START Data provided

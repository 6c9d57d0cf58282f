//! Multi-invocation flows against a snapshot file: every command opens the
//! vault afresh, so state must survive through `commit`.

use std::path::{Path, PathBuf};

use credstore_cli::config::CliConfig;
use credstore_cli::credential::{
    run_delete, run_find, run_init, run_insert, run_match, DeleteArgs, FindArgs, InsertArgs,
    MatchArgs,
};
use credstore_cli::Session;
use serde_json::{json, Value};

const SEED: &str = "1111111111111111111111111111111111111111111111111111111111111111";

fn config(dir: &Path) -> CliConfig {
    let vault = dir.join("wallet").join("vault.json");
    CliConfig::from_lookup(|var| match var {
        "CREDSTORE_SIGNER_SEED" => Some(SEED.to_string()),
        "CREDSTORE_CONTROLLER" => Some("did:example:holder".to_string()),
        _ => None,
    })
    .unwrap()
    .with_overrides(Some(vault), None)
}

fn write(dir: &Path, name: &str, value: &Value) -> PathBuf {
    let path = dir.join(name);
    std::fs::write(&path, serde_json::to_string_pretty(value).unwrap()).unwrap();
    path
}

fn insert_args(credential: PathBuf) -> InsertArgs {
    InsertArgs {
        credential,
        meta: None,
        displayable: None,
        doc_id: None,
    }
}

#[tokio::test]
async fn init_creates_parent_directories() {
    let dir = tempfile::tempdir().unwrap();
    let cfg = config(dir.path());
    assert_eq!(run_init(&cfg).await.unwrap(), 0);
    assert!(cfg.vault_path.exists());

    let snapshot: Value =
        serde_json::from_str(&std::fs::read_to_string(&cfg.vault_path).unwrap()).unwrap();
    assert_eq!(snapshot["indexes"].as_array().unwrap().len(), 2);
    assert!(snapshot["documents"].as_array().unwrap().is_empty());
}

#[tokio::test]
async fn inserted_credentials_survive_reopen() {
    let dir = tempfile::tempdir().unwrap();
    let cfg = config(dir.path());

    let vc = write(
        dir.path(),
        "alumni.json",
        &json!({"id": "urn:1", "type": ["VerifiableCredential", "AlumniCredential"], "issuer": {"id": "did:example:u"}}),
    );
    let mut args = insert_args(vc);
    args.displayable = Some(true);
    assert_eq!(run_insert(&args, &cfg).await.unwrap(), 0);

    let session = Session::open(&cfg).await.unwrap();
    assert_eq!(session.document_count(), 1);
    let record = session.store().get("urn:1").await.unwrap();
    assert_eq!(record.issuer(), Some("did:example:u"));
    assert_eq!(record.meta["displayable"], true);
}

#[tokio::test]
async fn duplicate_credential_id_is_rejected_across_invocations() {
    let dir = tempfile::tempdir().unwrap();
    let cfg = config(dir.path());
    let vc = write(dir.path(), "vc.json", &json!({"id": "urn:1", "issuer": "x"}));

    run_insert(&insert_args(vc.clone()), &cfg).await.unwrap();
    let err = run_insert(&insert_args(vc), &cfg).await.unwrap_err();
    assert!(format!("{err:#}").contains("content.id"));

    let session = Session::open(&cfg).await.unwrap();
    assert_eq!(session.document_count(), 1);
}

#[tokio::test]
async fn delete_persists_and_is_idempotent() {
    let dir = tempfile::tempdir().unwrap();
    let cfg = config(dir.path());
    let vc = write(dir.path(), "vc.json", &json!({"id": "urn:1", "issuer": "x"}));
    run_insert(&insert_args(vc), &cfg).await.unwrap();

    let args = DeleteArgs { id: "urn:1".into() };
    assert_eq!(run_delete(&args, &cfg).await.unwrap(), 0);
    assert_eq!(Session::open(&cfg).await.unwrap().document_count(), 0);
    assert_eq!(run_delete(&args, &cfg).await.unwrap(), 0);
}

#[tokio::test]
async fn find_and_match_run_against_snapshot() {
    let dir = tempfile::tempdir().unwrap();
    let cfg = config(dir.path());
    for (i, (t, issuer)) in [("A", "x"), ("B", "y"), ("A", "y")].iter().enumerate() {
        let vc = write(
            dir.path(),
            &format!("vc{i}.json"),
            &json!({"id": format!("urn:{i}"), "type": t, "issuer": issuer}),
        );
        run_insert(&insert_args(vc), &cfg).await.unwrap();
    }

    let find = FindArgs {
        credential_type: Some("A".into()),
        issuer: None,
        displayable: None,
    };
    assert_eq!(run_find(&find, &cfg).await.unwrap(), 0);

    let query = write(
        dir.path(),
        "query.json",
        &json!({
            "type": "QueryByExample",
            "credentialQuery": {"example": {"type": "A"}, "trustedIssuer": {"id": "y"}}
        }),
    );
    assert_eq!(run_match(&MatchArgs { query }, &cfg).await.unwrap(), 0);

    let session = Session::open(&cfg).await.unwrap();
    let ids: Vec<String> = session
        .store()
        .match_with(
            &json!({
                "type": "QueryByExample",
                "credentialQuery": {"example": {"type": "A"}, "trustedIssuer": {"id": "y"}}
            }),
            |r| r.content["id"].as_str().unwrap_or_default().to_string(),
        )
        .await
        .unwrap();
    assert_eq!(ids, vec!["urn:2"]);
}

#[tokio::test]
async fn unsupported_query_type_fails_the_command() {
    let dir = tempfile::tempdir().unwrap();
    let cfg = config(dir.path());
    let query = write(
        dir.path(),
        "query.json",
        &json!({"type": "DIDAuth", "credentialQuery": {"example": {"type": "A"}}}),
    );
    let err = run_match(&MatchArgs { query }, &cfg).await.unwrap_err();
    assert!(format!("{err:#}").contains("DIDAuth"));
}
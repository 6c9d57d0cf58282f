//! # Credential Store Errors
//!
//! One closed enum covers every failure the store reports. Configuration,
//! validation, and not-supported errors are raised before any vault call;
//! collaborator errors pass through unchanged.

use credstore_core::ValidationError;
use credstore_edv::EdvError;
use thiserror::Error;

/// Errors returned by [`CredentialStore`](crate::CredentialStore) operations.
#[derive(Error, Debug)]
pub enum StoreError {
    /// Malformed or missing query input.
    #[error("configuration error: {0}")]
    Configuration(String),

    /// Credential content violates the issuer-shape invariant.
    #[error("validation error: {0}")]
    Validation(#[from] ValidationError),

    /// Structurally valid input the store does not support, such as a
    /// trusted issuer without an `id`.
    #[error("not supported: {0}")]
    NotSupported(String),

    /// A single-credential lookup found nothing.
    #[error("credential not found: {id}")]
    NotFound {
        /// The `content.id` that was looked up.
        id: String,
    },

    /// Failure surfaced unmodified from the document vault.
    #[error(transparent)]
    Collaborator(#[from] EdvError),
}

END Data provided

What is needed
Copy out only the lines running from the beginning of the data to the line with "CliConfig::from_lookup(|var| match var", both ends included.

Answer below
repository 6c9d57d0cf58282f
//! Multi-invocation flows against a snapshot file: every command opens the
//! vault afresh, so state must survive through `commit`.

use std::path::{Path, PathBuf};

use credstore_cli::config::CliConfig;
use credstore_cli::credential::{
    run_delete, run_find, run_init, run_insert, run_match, DeleteArgs, FindArgs, InsertArgs,
    MatchArgs,
};
use credstore_cli::Session;
use serde_json::{json, Value};

const SEED: &str = "1111111111111111111111111111111111111111111111111111111111111111";

fn config(dir: &Path) -> CliConfig {
    let vault = dir.join("wallet").join("vault.json");
    CliConfig::from_lookup(|var| match var {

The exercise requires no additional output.